§ What is required
From the listing below, pull each line that includes "proptest".

§ Provided material
########
//! Bytecode table consistency tests
//!
//! The decode table and the encoder must agree on every byte value, and the
//! documented ranges must partition 0x00..=0xff.

use otter_snapshot_format::bytecode::{
    ALIGNMENT_PREFIX, FIXED_RAW_DATA, FIXED_REPEAT, HOT_OBJECT, ROOT_ARRAY_CONSTANTS,
};
use otter_snapshot_format::encoding::{
    decode_fixed_raw_data_size, decode_fixed_repeat_count, decode_variable_repeat_count,
    encode_fixed_raw_data_size, encode_fixed_repeat, encode_variable_repeat_count,
    is_fixed_raw_data_size,
};
use otter_snapshot_format::{Alignment, Bytecode, FormatError, SnapshotSink, SnapshotSource, Space};
use proptest::prelude::*;

#[test]
fn test_every_defined_byte_reencodes_to_itself() {
    for byte in 0..=u8::MAX {
        if let Some(bytecode) = Bytecode::from_byte(byte) {
            assert_eq!(bytecode.encode(), Ok(byte), "{} at 0x{byte:02x}", bytecode.name());
        }
    }
}

#[test]
fn test_ranges_partition_the_byte_space() {
    let reserved: Vec<u8> = (0..=u8::MAX).filter(|b| Bytecode::is_reserved(*b)).collect();

    let mut expected = vec![0x06, 0x07, 0x0e, 0x0f];
    expected.extend(0x2b..=0x3f);
    expected.extend(0x98..=0xff);
    assert_eq!(reserved, expected);

    let defined = 256 - reserved.len();
    // 12 region-merged + 27 single purpose + 32 roots + 32 raw + 16 repeat + 8 hot
    assert_eq!(defined, 12 + 27 + 32 + 32 + 16 + 8);
}

#[test]
fn test_reserved_bytes_fail_to_decode() {
    let stream = [0x98u8];
    let mut source = SnapshotSource::new(&stream);
    assert_eq!(
        source.get_bytecode(),
        Err(FormatError::UnknownOpcode { opcode: 0x98, offset: 0 })
    );
}

#[test]
fn test_parameter_offsets() {
    assert_eq!(Bytecode::from_byte(ROOT_ARRAY_CONSTANTS + 31), Some(Bytecode::RootArrayConstant(31)));
    assert_eq!(Bytecode::from_byte(HOT_OBJECT + 7), Some(Bytecode::HotObject(7)));
    assert_eq!(Bytecode::from_byte(FIXED_RAW_DATA), Some(Bytecode::FixedRawData(1)));
    assert_eq!(Bytecode::from_byte(FIXED_REPEAT + 15), Some(Bytecode::FixedRepeat(17)));
    assert_eq!(
        Bytecode::from_byte(ALIGNMENT_PREFIX),
        Some(Bytecode::AlignmentPrefix(Alignment::DoubleAligned))
    );
    for space in Space::ALL {
        let byte = Bytecode::NewObject(space).encode().unwrap();
        assert_eq!(byte, space.id());
    }
}

#[test]
fn test_raw_length_boundary() {
    assert!(is_fixed_raw_data_size(1));
    assert!(is_fixed_raw_data_size(32));
    assert!(!is_fixed_raw_data_size(33));
    assert_eq!(decode_fixed_raw_data_size(encode_fixed_raw_data_size(1)), 1);
    assert_eq!(decode_fixed_raw_data_size(encode_fixed_raw_data_size(32)), 32);
}

#[test]
fn test_repeat_boundary() {
    assert_eq!(decode_fixed_repeat_count(encode_fixed_repeat(2)), 2);
    assert_eq!(decode_fixed_repeat_count(encode_fixed_repeat(17)), 17);
    assert_eq!(encode_variable_repeat_count(18), 0);
    assert_eq!(decode_variable_repeat_count(encode_variable_repeat_count(18)), 18);
}

proptest! {
    #[test]
    fn prop_int_roundtrip(values in proptest::collection::vec(any::<u32>(), 0..64)) {
        let mut sink = SnapshotSink::new();
        for value in &values {
            sink.put_int(*value);
        }
        let mut source = SnapshotSource::new(sink.data());
        for value in &values {
            prop_assert_eq!(source.get_int(), Ok(*value));
        }
        prop_assert!(!source.has_more());
    }

    #[test]
    fn prop_variable_repeat_counts(count in 18u32..1_000_000u32) {
        prop_assert_eq!(decode_variable_repeat_count(encode_variable_repeat_count(count)), count);
    }
}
########
§ Reply to the task
use proptest::prelude::*;
proptest! {
    fn prop_int_roundtrip(values in proptest::collection::vec(any::<u32>(), 0..64)) {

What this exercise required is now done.